The opinion of the DOL indicates otherwise. According to a post from the firm Holland & Knight,
"The DOL explained that residential janitors are not exempt from FLSA's minimum wage and overtime requirements, and compliance with a state law exemption does not excuse noncompliance with the FLSA. Further, the DOL stated that an employer's compliance with a state law exemption applicable to residential janitors does not automatically constitute a "good faith" defense to failure to comply with FLSA, but noted that courts have discretion to make that determination on a case-by-case basis."
The DOL opinion letter stated that it "does not believe that relying on a state law exemption from state law minimum wage and overtime requirements is a good faith defense to noncompliance with the FLSA."
For employers, this means that it may be beneficial to re-examine their pay practices to ensure these are complying with the most favorable version of state versus federal law for employee compensation.
Pay For Employer-Sponsored Volunteering
In a third opinion letter, FLSA 2019-2, the DOL spoke to the issue of whether the time spend by an employee participating in an employer's optional volunteer program constitute hours worked under the FLSA, particularly where the employer provides a bonus to certain employees who participate in the program, or discretionary monetary awards based on the participant's volunteer hours.
The DOL expressed the opinion that participation in programs that are both charitable and voluntary do not count as hours worked under the FLSA, if the following criteria are met:
• Employee participation in the program must be truly charitable and completely voluntary, meaning that employees who do not participate in a program should not be disciplined, or conversely, provided fewer benefits than employees who do participate;
• An employer may not require or unduly pressure participation in the program, nor should it control or direct volunteer work;
• Employees must not suffer adverse consequences in working conditions or employment prospects if they do not participate in the volunteer activities;
• While an employer may offer a monetary bonus for community impact generated from the volunteer work, the bonus must not be guaranteed; and
• An employer may track participating volunteers' hours for the purpose of determining community impact, but such tracking must not be used as a tool to direct or control employees' volunteer activities.

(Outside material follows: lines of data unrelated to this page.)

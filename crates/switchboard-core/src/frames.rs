//! Wire-format frames for the console, extension, and monitor channels.
//!
//! Text frames on every channel are JSON objects discriminated by a `type`
//! field. Binary frames (raw little-endian PCM16 mono samples, no envelope)
//! never reach these types; the router decodes them directly.

use serde::{Deserialize, Serialize};
use serde_json::Value;

use crate::errors::RelayError;

// ── Inbound: primary console ────────────────────────────────────────

/// A parsed text frame from a primary console connection.
#[derive(Clone, Debug, PartialEq)]
pub enum ClientFrame {
    /// Finalize the buffered audio for this connection.
    AudioCommit,
    /// Create a conversation item (user text) upstream.
    ItemCreate {
        /// Item payload, e.g. `{"text": "hello"}`.
        item: Value,
    },
    /// Patch the upstream session configuration.
    SessionUpdate {
        /// Partial session object.
        session: Value,
    },
    /// A well-formed frame with an unrecognized `type`.
    Unknown(String),
}

impl ClientFrame {
    /// Parse a console text frame.
    ///
    /// Unrecognized `type` values are not an error; they come back as
    /// [`ClientFrame::Unknown`] so the router can log and move on.
    pub fn parse(text: &str) -> Result<Self, RelayError> {
        let value: Value =
            serde_json::from_str(text).map_err(|e| RelayError::Parse(e.to_string()))?;
        let frame_type = value
            .get("type")
            .and_then(Value::as_str)
            .ok_or_else(|| RelayError::Parse("missing `type` field".into()))?;
        match frame_type {
            "audio_commit" => Ok(Self::AudioCommit),
            "conversation.item.create" => {
                let item = value
                    .get("item")
                    .cloned()
                    .ok_or_else(|| RelayError::Parse("item.create without `item`".into()))?;
                Ok(Self::ItemCreate { item })
            }
            "session.update" => {
                let session = value
                    .get("session")
                    .cloned()
                    .ok_or_else(|| RelayError::Parse("session.update without `session`".into()))?;
                Ok(Self::SessionUpdate { session })
            }
            other => Ok(Self::Unknown(other.to_owned())),
        }
    }
}

// ── Inbound: simulation extension ───────────────────────────────────

/// A parsed text frame from the extension channel.
#[derive(Clone, Debug, PartialEq)]
pub enum ExtensionFrame {
    /// Free text to deliver upstream as a user message.
    Message {
        /// Message body.
        text: String,
    },
    /// Result of a function call previously forwarded to the extension.
    FunctionCallOutput {
        /// Call id echoed from the function-call item.
        call_id: String,
        /// Serialized tool output.
        output: String,
    },
    /// A well-formed frame with an unrecognized `type`.
    Unknown(String),
}

impl ExtensionFrame {
    /// Parse an extension text frame.
    pub fn parse(text: &str) -> Result<Self, RelayError> {
        let value: Value =
            serde_json::from_str(text).map_err(|e| RelayError::Parse(e.to_string()))?;
        let frame_type = value
            .get("type")
            .and_then(Value::as_str)
            .ok_or_else(|| RelayError::Parse("missing `type` field".into()))?;
        match frame_type {
            "message" => {
                let text = value
                    .get("text")
                    .and_then(Value::as_str)
                    .ok_or_else(|| RelayError::Parse("message without `text`".into()))?;
                Ok(Self::Message {
                    text: text.to_owned(),
                })
            }
            "function_call_output" => {
                let call_id = value
                    .get("call_id")
                    .and_then(Value::as_str)
                    .ok_or_else(|| RelayError::Parse("output without `call_id`".into()))?;
                let output = value
                    .get("output")
                    .and_then(Value::as_str)
                    .ok_or_else(|| RelayError::Parse("output without `output`".into()))?;
                Ok(Self::FunctionCallOutput {
                    call_id: call_id.to_owned(),
                    output: output.to_owned(),
                })
            }
            other => Ok(Self::Unknown(other.to_owned())),
        }
    }
}

// ── Outbound: status ────────────────────────────────────────────────

/// Periodic status frame published to every channel.
#[derive(Clone, Debug, Serialize, Deserialize)]
#[serde(rename_all = "camelCase")]
pub struct StatusFrame {
    /// Always `status`.
    #[serde(rename = "type")]
    pub frame_type: String,
    /// Whether an upstream session is connected.
    pub is_connected: bool,
    /// Number of primary console connections.
    pub connected_clients: usize,
    /// Whether the extension channel is attached.
    pub extension_connected: bool,
    /// ISO-8601 timestamp.
    pub timestamp: String,
}

impl StatusFrame {
    /// Build a status frame stamped with the current UTC time.
    #[must_use]
    pub fn new(is_connected: bool, connected_clients: usize, extension_connected: bool) -> Self {
        Self {
            frame_type: "status".to_owned(),
            is_connected,
            connected_clients,
            extension_connected,
            timestamp: chrono::Utc::now().to_rfc3339_opts(chrono::SecondsFormat::Millis, true),
        }
    }
}

#[cfg(test)]
mod tests {
    use super::*;
    use serde_json::json;

    // ── ClientFrame parsing ─────────────────────────────────────────

    #[test]
    fn client_audio_commit() {
        let frame = ClientFrame::parse(r#"{"type":"audio_commit"}"#).unwrap();
        assert_eq!(frame, ClientFrame::AudioCommit);
    }

    #[test]
    fn client_item_create_keeps_item_payload() {
        let frame =
            ClientFrame::parse(r#"{"type":"conversation.item.create","item":{"text":"hi"}}"#)
                .unwrap();
        assert_eq!(
            frame,
            ClientFrame::ItemCreate {
                item: json!({"text": "hi"})
            }
        );
    }

    #[test]
    fn client_session_update() {
        let frame =
            ClientFrame::parse(r#"{"type":"session.update","session":{"voice":"verse"}}"#).unwrap();
        assert_eq!(
            frame,
            ClientFrame::SessionUpdate {
                session: json!({"voice": "verse"})
            }
        );
    }

    #[test]
    fn client_unknown_type_is_not_an_error() {
        let frame = ClientFrame::parse(r#"{"type":"ping"}"#).unwrap();
        assert_eq!(frame, ClientFrame::Unknown("ping".into()));
    }

    #[test]
    fn client_invalid_json_is_parse_error() {
        let err = ClientFrame::parse("not json").unwrap_err();
        assert!(matches!(err, RelayError::Parse(_)));
    }

    #[test]
    fn client_missing_type_is_parse_error() {
        let err = ClientFrame::parse(r#"{"item":{}}"#).unwrap_err();
        assert!(err.to_string().contains("missing `type`"));
    }

    #[test]
    fn client_item_create_without_item_is_parse_error() {
        let err = ClientFrame::parse(r#"{"type":"conversation.item.create"}"#).unwrap_err();
        assert!(matches!(err, RelayError::Parse(_)));
    }

    // ── ExtensionFrame parsing ──────────────────────────────────────

    #[test]
    fn extension_message() {
        let frame = ExtensionFrame::parse(r#"{"type":"message","text":"status ok"}"#).unwrap();
        assert_eq!(
            frame,
            ExtensionFrame::Message {
                text: "status ok".into()
            }
        );
    }

    #[test]
    fn extension_function_call_output() {
        let frame = ExtensionFrame::parse(
            r#"{"type":"function_call_output","call_id":"call_1","output":"{\"ok\":true}"}"#,
        )
        .unwrap();
        assert_eq!(
            frame,
            ExtensionFrame::FunctionCallOutput {
                call_id: "call_1".into(),
                output: r#"{"ok":true}"#.into()
            }
        );
    }

    #[test]
    fn extension_unknown_type() {
        let frame = ExtensionFrame::parse(r#"{"type":"heartbeat"}"#).unwrap();
        assert_eq!(frame, ExtensionFrame::Unknown("heartbeat".into()));
    }

    // ── StatusFrame serde ───────────────────────────────────────────

    #[test]
    fn status_frame_wire_shape() {
        let frame = StatusFrame::new(true, 2, false);
        let json = serde_json::to_value(&frame).unwrap();
        assert_eq!(json["type"], "status");
        assert_eq!(json["isConnected"], true);
        assert_eq!(json["connectedClients"], 2);
        assert_eq!(json["extensionConnected"], false);
        assert!(json["timestamp"].is_string());
    }
}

The opinion letters issued by the DOL are useful tools for employers for understand both their rights and their responsibilities under the law. If needed in the face of a wage claim under the FLSA, employers can rely upon DOL opinion letters as a good faith defense.
In addition, employers and managers should always stay apprised of the latest guidance issued by the as an easy way to limit risks and mitigate potential liabilities.